<<<<
// Discord layer - commands, event handlers and the serenity adapter.

#[path = "commands/command_catalog.rs"]
pub mod commands;

#[path = "events/member_events.rs"]
pub mod events;

#[path = "gateway/serenity_gateway.rs"]
pub mod gateway;

#[path = "schedule/daily_leaderboard.rs"]
pub mod daily_leaderboard;

// Re-export command types for convenience
pub use commands::leveling::{Data, Error};
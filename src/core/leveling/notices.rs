// User-facing text for the leveling commands and announcements.
//
// Kept in one place so the wording can be tested without a Discord connection.

use super::xp_service::RankedMember;
use crate::core::community::{Card, CardField, MemberRef, OutboundMessage};

pub const EMPTY_LEADERBOARD: &str = "No XP data available yet!";

const GOLD: u32 = 0xF1C40F;

fn reason_suffix(reason: Option<&str>) -> String {
    match reason.map(str::trim).filter(|r| !r.is_empty()) {
        Some(reason) => format!(" 📝 {}", reason),
        None => String::new(),
    }
}

/// Reply in the admin channel after a grant.
pub fn grant_ack(member: &MemberRef, amount: i64, reason: Option<&str>) -> String {
    format!(
        "✅ {} received {} XP!{}",
        member.mention(),
        amount,
        reason_suffix(reason)
    )
}

/// Public notice in the announcements channel after a grant.
pub fn gain_announcement(member: &MemberRef, amount: i64, reason: Option<&str>) -> String {
    format!(
        "✨ {} just gained **{} XP**!{}",
        member.mention(),
        amount,
        reason_suffix(reason)
    )
}

pub fn level_up(member: &MemberRef, label: &str) -> String {
    format!(
        "🎉 `{}` just leveled up to **{}**!",
        member.display_name, label
    )
}

pub fn revoke_confirmation(member: &MemberRef, amount: i64) -> String {
    format!("✅ `{}` lost **{} XP**.", member.display_name, amount)
}

pub fn revoke_usage(prefix: &str) -> String {
    format!("❌ Invalid command format. Use `{}removexp DisplayName XP`.", prefix)
}

pub fn missing_admin_role(role: &str) -> String {
    format!("❌ You need the '{}' role to use this command.", role)
}

pub fn member_not_found(display_name: &str) -> String {
    format!(
        "❌ Could not find a member with display name '{}'.",
        display_name
    )
}

pub fn query_reply(member: &MemberRef, xp: u64) -> String {
    format!("🎯 {} has {} XP!", member.display_name, xp)
}

/// Plain-text top list for the leaderboard command.
pub fn leaderboard_text(rows: &[RankedMember]) -> String {
    let mut message = String::from("🏆 **Top 10 XP Players:**\n");
    for row in rows {
        message.push_str(&format!(
            "{}. {} — {} XP\n",
            row.rank, row.display_name, row.xp
        ));
    }
    message
}

/// Embed for the scheduled daily post.
pub fn daily_leaderboard_card(
    rows: &[RankedMember],
    footer: String,
    footer_icon: Option<String>,
) -> OutboundMessage {
    let fields = rows
        .iter()
        .map(|row| CardField {
            name: format!("{}. {}", row.rank, row.display_name),
            value: format!("XP: {}", row.xp),
            inline: false,
        })
        .collect();

    OutboundMessage::Card(Card {
        title: "🏆 Daily XP Leaderboard".to_string(),
        description: Some("Top 10 XP holders".to_string()),
        colour: GOLD,
        fields,
        footer: Some(footer),
        footer_icon,
        ..Card::default()
    })
}
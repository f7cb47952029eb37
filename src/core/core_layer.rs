// The core module contains all business logic.
// Each feature gets its own submodule.

#[path = "leveling/mod.rs"]
pub mod leveling;

#[path = "community/mod.rs"]
pub mod community;

#[path = "schedule/daily_schedule.rs"]
pub mod schedule;
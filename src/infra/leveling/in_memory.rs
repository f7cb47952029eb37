// This is the infra layer - it implements the traits defined in core.
// This file provides an IN-MEMORY implementation of LedgerStore.
//
// Nothing touches the disk, so the core tests use it to exercise the XP
// service without a temp file per test. The bot itself runs on the JSON store.

use crate::core::leveling::{apply_delta, LedgerEntry, LedgerError, LedgerStore};
use async_trait::async_trait;
use dashmap::DashMap;

/// In-memory implementation of LedgerStore.
///
/// **DashMap:**
/// A concurrent HashMap that's safe to use across multiple async tasks.
/// The `entry()` API gives us an atomic read-modify-write per user.
pub struct InMemoryLedgerStore {
    /// Maps user_id -> XP
    data: DashMap<u64, u64>,
}

impl InMemoryLedgerStore {
    /// Create a new empty in-memory store.
    pub fn new() -> Self {
        Self {
            data: DashMap::new(),
        }
    }
}

#[async_trait]
impl LedgerStore for InMemoryLedgerStore {
    async fn get_xp(&self, user_id: u64) -> Result<u64, LedgerError> {
        Ok(self.data.get(&user_id).map(|entry| *entry).unwrap_or(0))
    }

    async fn adjust_xp(&self, user_id: u64, delta: i64) -> Result<u64, LedgerError> {
        let mut entry = self.data.entry(user_id).or_insert(0);
        *entry = apply_delta(*entry, delta);
        Ok(*entry)
    }

    async fn entries(&self) -> Result<Vec<LedgerEntry>, LedgerError> {
        Ok(self
            .data
            .iter()
            .map(|entry| LedgerEntry {
                user_id: *entry.key(),
                xp: *entry.value(),
            })
            .collect())
    }
}

// Default trait implementation for convenient initialization
impl Default for InMemoryLedgerStore {
    fn default() -> Self {
        Self::new()
    }
}
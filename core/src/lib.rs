//! Polling Place Simulator Core - Rust Engine
//!
//! Discrete-event simulation of a capacity-constrained polling place with
//! deterministic execution, plus calibration searches for minimal
//! provisioning parameters.
//!
//! # Architecture
//!
//! - **models**: Domain types (Voter, PrecinctConfig)
//! - **arrivals**: Deterministic voter stream generation
//! - **booths**: Bounded booth pool ordered by departure time
//! - **engine**: Single-run simulation loop (admit, wait, or balk)
//! - **calibration**: Threshold/booth searches over repeated trials
//! - **rng**: Deterministic random number generation
//!
//! # Critical Invariants
//!
//! 1. All times are f64 minutes since the polls opened
//! 2. All randomness is deterministic (seeded RNG, threaded explicitly)
//! 3. Booth occupancy never exceeds capacity
//! 4. Every simulation run drains the booth pool before returning

// Module declarations
pub mod arrivals;
pub mod booths;
pub mod calibration;
pub mod engine;
pub mod models;
pub mod rng;

// Re-exports for convenience
pub use arrivals::{ArrivalStream, VoterGenerator, VoterParams};
pub use booths::{BoothPool, PoolError};
pub use calibration::{find_capacity, find_threshold};
pub use engine::{run_day, Precinct, SimulationError};
pub use models::{precinct::PrecinctConfig, voter::Voter};
pub use rng::RngManager;
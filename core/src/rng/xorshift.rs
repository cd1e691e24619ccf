//! xorshift64* random number generator
//!
//! This is a fast, high-quality PRNG that is deterministic and suitable
//! for simulation purposes.
//!
//! # Determinism
//!
//! Same seed → same sequence of random numbers. This is CRITICAL for:
//! - Debugging (reproduce exact simulation)
//! - Testing (verify behavior)
//! - Calibration (the threshold/booth searches re-run the same voter
//!   stream under different parameters and compare outcomes)
//!
//! The generator is always threaded explicitly as `&mut RngManager`;
//! there is no process-global random state, so independent calibration
//! trials cannot interfere with each other.

use serde::{Deserialize, Serialize};

/// Deterministic random number generator using xorshift64*
///
/// # Example
/// ```
/// use polling_simulator_core_rs::RngManager;
///
/// let mut rng = RngManager::new(12345);
/// let gap = rng.exponential(0.5);
/// let impatient = rng.bernoulli(0.1);
/// ```
#[derive(Debug, Clone, Serialize, Deserialize)]
pub struct RngManager {
    /// Internal state (64-bit)
    state: u64,
}

impl RngManager {
    /// Create a new RNG with given seed
    ///
    /// # Example
    /// ```
    /// use polling_simulator_core_rs::RngManager;
    ///
    /// let rng = RngManager::new(12345);
    /// ```
    pub fn new(seed: u64) -> Self {
        // Ensure seed is never zero (xorshift requirement)
        let state = if seed == 0 { 1 } else { seed };
        Self { state }
    }

    /// Generate next random u64 value
    ///
    /// This advances the internal state and returns a random value.
    pub fn next(&mut self) -> u64 {
        // xorshift64* algorithm
        let mut x = self.state;
        x ^= x >> 12;
        x ^= x << 25;
        x ^= x >> 27;
        self.state = x;
        x.wrapping_mul(0x2545F4914F6CDD1D)
    }

    /// Generate random f64 in range [0.0, 1.0)
    ///
    /// Useful for sampling from probability distributions.
    ///
    /// # Example
    /// ```
    /// use polling_simulator_core_rs::RngManager;
    ///
    /// let mut rng = RngManager::new(12345);
    /// let probability = rng.next_f64();
    /// assert!(probability >= 0.0 && probability < 1.0);
    /// ```
    pub fn next_f64(&mut self) -> f64 {
        let value = self.next();
        // Convert to [0.0, 1.0) by dividing by 2^64
        (value >> 11) as f64 * (1.0 / ((1u64 << 53) as f64))
    }

    /// Sample from an exponential distribution with the given rate
    ///
    /// Uses inverse-CDF sampling: `-ln(1 - u) / rate` with `u` in
    /// [0.0, 1.0). The result is always finite and strictly positive
    /// for a positive rate. Used for inter-arrival gaps and voting
    /// durations.
    ///
    /// # Panics
    /// Panics if rate <= 0
    ///
    /// # Example
    /// ```
    /// use polling_simulator_core_rs::RngManager;
    ///
    /// let mut rng = RngManager::new(12345);
    /// let gap = rng.exponential(0.1); // mean 10 minutes
    /// assert!(gap > 0.0);
    /// ```
    pub fn exponential(&mut self, rate: f64) -> f64 {
        assert!(rate > 0.0, "rate must be positive");

        let u = self.next_f64();
        // 1 - u is in (0.0, 1.0], so ln never sees zero
        -(1.0 - u).ln() / rate
    }

    /// Sample a Bernoulli trial with success probability `p`
    ///
    /// # Example
    /// ```
    /// use polling_simulator_core_rs::RngManager;
    ///
    /// let mut rng = RngManager::new(12345);
    /// assert!(!rng.bernoulli(0.0));
    /// ```
    pub fn bernoulli(&mut self, p: f64) -> bool {
        self.next_f64() < p
    }

    /// Get current RNG state (for replay)
    pub fn state(&self) -> u64 {
        self.state
    }
}
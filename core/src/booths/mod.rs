//! Voting booth pool
//!
//! A bank of voting booths is a bounded resource: at most `capacity`
//! voters occupy booths at once. Occupants are ordered by pending
//! departure time so the engine can always find the next booth to free.
//!
//! The pool never runs concurrently — contention is modeled purely
//! through timestamp bookkeeping. Misuse (querying an empty pool,
//! admitting past capacity) is a contract violation surfaced as
//! [`PoolError`], never silently absorbed.

use crate::models::voter::Voter;
use std::cmp::Ordering;
use std::collections::BinaryHeap;
use thiserror::Error;

/// Errors for booth pool contract violations
#[derive(Debug, Clone, Error, PartialEq, Eq)]
pub enum PoolError {
    /// Pool constructed or searched with zero booths
    #[error("booth capacity must be at least 1")]
    NonPositiveCapacity,

    /// `next_release`/`release_earliest` called on an empty pool
    #[error("no booths in use")]
    EmptyPoolQuery,

    /// Admission without capacity, or of a voter with no start time
    #[error("cannot admit voter: {0}")]
    DoubleAdmission(&'static str),
}

/// A pending departure: when a booth frees up and whose it is.
///
/// Ordered by departure time (ties broken by voter index) so the
/// earliest departure sits at the top of a min-heap. Times are finite
/// f64 minutes, compared with `total_cmp`.
#[derive(Debug, Clone, Copy)]
struct Departure {
    time: f64,
    voter_index: usize,
}

impl PartialEq for Departure {
    fn eq(&self, other: &Self) -> bool {
        self.cmp(other) == Ordering::Equal
    }
}

impl Eq for Departure {}

impl PartialOrd for Departure {
    fn partial_cmp(&self, other: &Self) -> Option<Ordering> {
        Some(self.cmp(other))
    }
}

impl Ord for Departure {
    fn cmp(&self, other: &Self) -> Ordering {
        // Reversed: BinaryHeap is a max-heap, we want the earliest
        // departure on top
        other
            .time
            .total_cmp(&self.time)
            .then_with(|| other.voter_index.cmp(&self.voter_index))
    }
}

/// A bank of voting booths for one precinct
///
/// # Example
/// ```
/// use polling_simulator_core_rs::{BoothPool, Voter};
///
/// let mut booths = BoothPool::new(2).unwrap();
/// assert!(booths.has_capacity());
///
/// let mut voter = Voter::new(0.0, 10.0, false);
/// voter.begin_voting(0.0);
/// booths.admit(0, &voter).unwrap();
///
/// assert!(booths.has_occupant());
/// assert_eq!(booths.next_release().unwrap(), 10.0);
/// ```
#[derive(Debug, Clone)]
pub struct BoothPool {
    /// Number of booths in the bank
    capacity: usize,

    /// Pending departures, earliest first
    occupied: BinaryHeap<Departure>,
}

impl PartialEq for BoothPool {
    fn eq(&self, other: &Self) -> bool {
        if self.capacity != other.capacity {
            return false;
        }
        let mut a: Vec<&Departure> = self.occupied.iter().collect();
        let mut b: Vec<&Departure> = other.occupied.iter().collect();
        a.sort();
        b.sort();
        a == b
    }
}

impl BoothPool {
    /// Create a pool with the given number of booths
    ///
    /// # Errors
    /// [`PoolError::NonPositiveCapacity`] if `capacity` is zero.
    pub fn new(capacity: usize) -> Result<Self, PoolError> {
        if capacity == 0 {
            return Err(PoolError::NonPositiveCapacity);
        }
        Ok(Self {
            capacity,
            occupied: BinaryHeap::with_capacity(capacity),
        })
    }

    /// Is at least one booth open
    pub fn has_capacity(&self) -> bool {
        self.occupied.len() < self.capacity
    }

    /// Is at least one booth occupied
    pub fn has_occupant(&self) -> bool {
        !self.occupied.is_empty()
    }

    /// Number of booths currently occupied
    pub fn occupancy(&self) -> usize {
        self.occupied.len()
    }

    /// Number of booths in the bank
    pub fn capacity(&self) -> usize {
        self.capacity
    }

    /// Admit a served voter to an open booth
    ///
    /// `voter_index` is the voter's position in the engine's voter list;
    /// it comes back out of [`release_earliest`](Self::release_earliest).
    ///
    /// # Errors
    /// [`PoolError::DoubleAdmission`] if all booths are in use or the
    /// voter's start time has not been assigned.
    pub fn admit(&mut self, voter_index: usize, voter: &Voter) -> Result<(), PoolError> {
        if !self.has_capacity() {
            return Err(PoolError::DoubleAdmission("all booths in use"));
        }
        let time = voter
            .departure_time()
            .ok_or(PoolError::DoubleAdmission("voter start time not set"))?;

        self.occupied.push(Departure { time, voter_index });
        Ok(())
    }

    /// When will the next booth be free, without freeing it
    ///
    /// # Errors
    /// [`PoolError::EmptyPoolQuery`] if no booth is occupied.
    pub fn next_release(&self) -> Result<f64, PoolError> {
        self.occupied
            .peek()
            .map(|d| d.time)
            .ok_or(PoolError::EmptyPoolQuery)
    }

    /// Free the booth with the earliest departure
    ///
    /// Returns the departing voter's index and departure time.
    ///
    /// # Errors
    /// [`PoolError::EmptyPoolQuery`] if no booth is occupied.
    pub fn release_earliest(&mut self) -> Result<(usize, f64), PoolError> {
        self.occupied
            .pop()
            .map(|d| (d.voter_index, d.time))
            .ok_or(PoolError::EmptyPoolQuery)
    }
}
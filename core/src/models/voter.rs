//! Voter model
//!
//! Represents a single voter arriving at the polls.
//! Each voter has:
//! - Arrival time and voting duration (f64 minutes, fixed at generation)
//! - An impatience flag (impatient voters balk if the wait is too long)
//! - Outcome fields (start time, departure time, voted) filled in by the
//!   simulation engine
//!
//! CRITICAL: All times are f64 minutes since the polls opened.

use serde::{Deserialize, Serialize};

/// A voter arriving at a precinct
///
/// The arrival attributes are immutable once generated. The outcome fields
/// start unset and are assigned at most once, together, by
/// [`begin_voting`](Voter::begin_voting): a voter either votes (all three
/// set) or balks (none set).
///
/// # Example
/// ```
/// use polling_simulator_core_rs::Voter;
///
/// let mut voter = Voter::new(5.0, 10.0, false);
/// assert!(!voter.voted());
///
/// voter.begin_voting(5.0);
/// assert!(voter.voted());
/// assert_eq!(voter.departure_time(), Some(15.0));
/// ```
#[derive(Debug, Clone, Serialize, Deserialize)]
pub struct Voter {
    /// Minutes since opening when the voter arrives
    arrival_time: f64,

    /// Minutes the voter needs in a booth
    voting_duration: f64,

    /// Whether a wait-tolerance policy applies to this voter
    is_impatient: bool,

    /// Minutes since opening when the voter entered a booth (if served)
    start_time: Option<f64>,

    /// Minutes since opening when the voter left the booth (if served)
    departure_time: Option<f64>,

    /// Whether the voter voted
    voted: bool,
}

impl Voter {
    /// Create a new voter that has not yet been served
    ///
    /// # Panics
    /// Panics if arrival_time < 0 or voting_duration <= 0
    pub fn new(arrival_time: f64, voting_duration: f64, is_impatient: bool) -> Self {
        assert!(arrival_time >= 0.0, "arrival_time must be non-negative");
        assert!(voting_duration > 0.0, "voting_duration must be positive");

        Self {
            arrival_time,
            voting_duration,
            is_impatient,
            start_time: None,
            departure_time: None,
            voted: false,
        }
    }

    /// Record that the voter entered a booth at `start_time`
    ///
    /// Sets the start time, the departure time
    /// (`start_time + voting_duration`), and the voted flag together, so
    /// the outcome invariant can never be half-applied.
    ///
    /// # Panics
    /// Panics if called twice for the same voter or if `start_time`
    /// precedes the arrival time.
    pub fn begin_voting(&mut self, start_time: f64) {
        assert!(!self.voted, "voter already served");
        assert!(
            start_time >= self.arrival_time,
            "start_time must not precede arrival"
        );

        self.start_time = Some(start_time);
        self.departure_time = Some(start_time + self.voting_duration);
        self.voted = true;
    }

    /// Minutes since opening when the voter arrives
    pub fn arrival_time(&self) -> f64 {
        self.arrival_time
    }

    /// Minutes the voter needs in a booth
    pub fn voting_duration(&self) -> f64 {
        self.voting_duration
    }

    /// Whether the voter balks rather than tolerate a long wait
    pub fn is_impatient(&self) -> bool {
        self.is_impatient
    }

    /// Booth entry time, if the voter was served
    pub fn start_time(&self) -> Option<f64> {
        self.start_time
    }

    /// Booth exit time, if the voter was served
    pub fn departure_time(&self) -> Option<f64> {
        self.departure_time
    }

    /// Whether the voter voted
    pub fn voted(&self) -> bool {
        self.voted
    }
}

#[cfg(test)]
mod tests {
    use super::*;

    #[test]
    fn test_new_voter_unserved() {
        let voter = Voter::new(3.0, 7.5, true);

        assert_eq!(voter.arrival_time(), 3.0);
        assert_eq!(voter.voting_duration(), 7.5);
        assert!(voter.is_impatient());
        assert_eq!(voter.start_time(), None);
        assert_eq!(voter.departure_time(), None);
        assert!(!voter.voted());
    }

    #[test]
    fn test_begin_voting_sets_outcome_together() {
        let mut voter = Voter::new(3.0, 7.5, false);
        voter.begin_voting(4.0);

        assert!(voter.voted());
        assert_eq!(voter.start_time(), Some(4.0));
        assert_eq!(voter.departure_time(), Some(11.5));
    }

    #[test]
    #[should_panic(expected = "voter already served")]
    fn test_begin_voting_twice_panics() {
        let mut voter = Voter::new(0.0, 1.0, false);
        voter.begin_voting(0.0);
        voter.begin_voting(1.0);
    }

    #[test]
    #[should_panic(expected = "start_time must not precede arrival")]
    fn test_begin_voting_before_arrival_panics() {
        let mut voter = Voter::new(5.0, 1.0, false);
        voter.begin_voting(4.0);
    }

    #[test]
    #[should_panic(expected = "voting_duration must be positive")]
    fn test_zero_duration_panics() {
        Voter::new(0.0, 0.0, false);
    }
}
>>>>
GOAL OF THE EXERCISE: For the word "assigned", how many lines in the records above contain it? Answer with the number and nothing else.

TASK RESPONSE: 2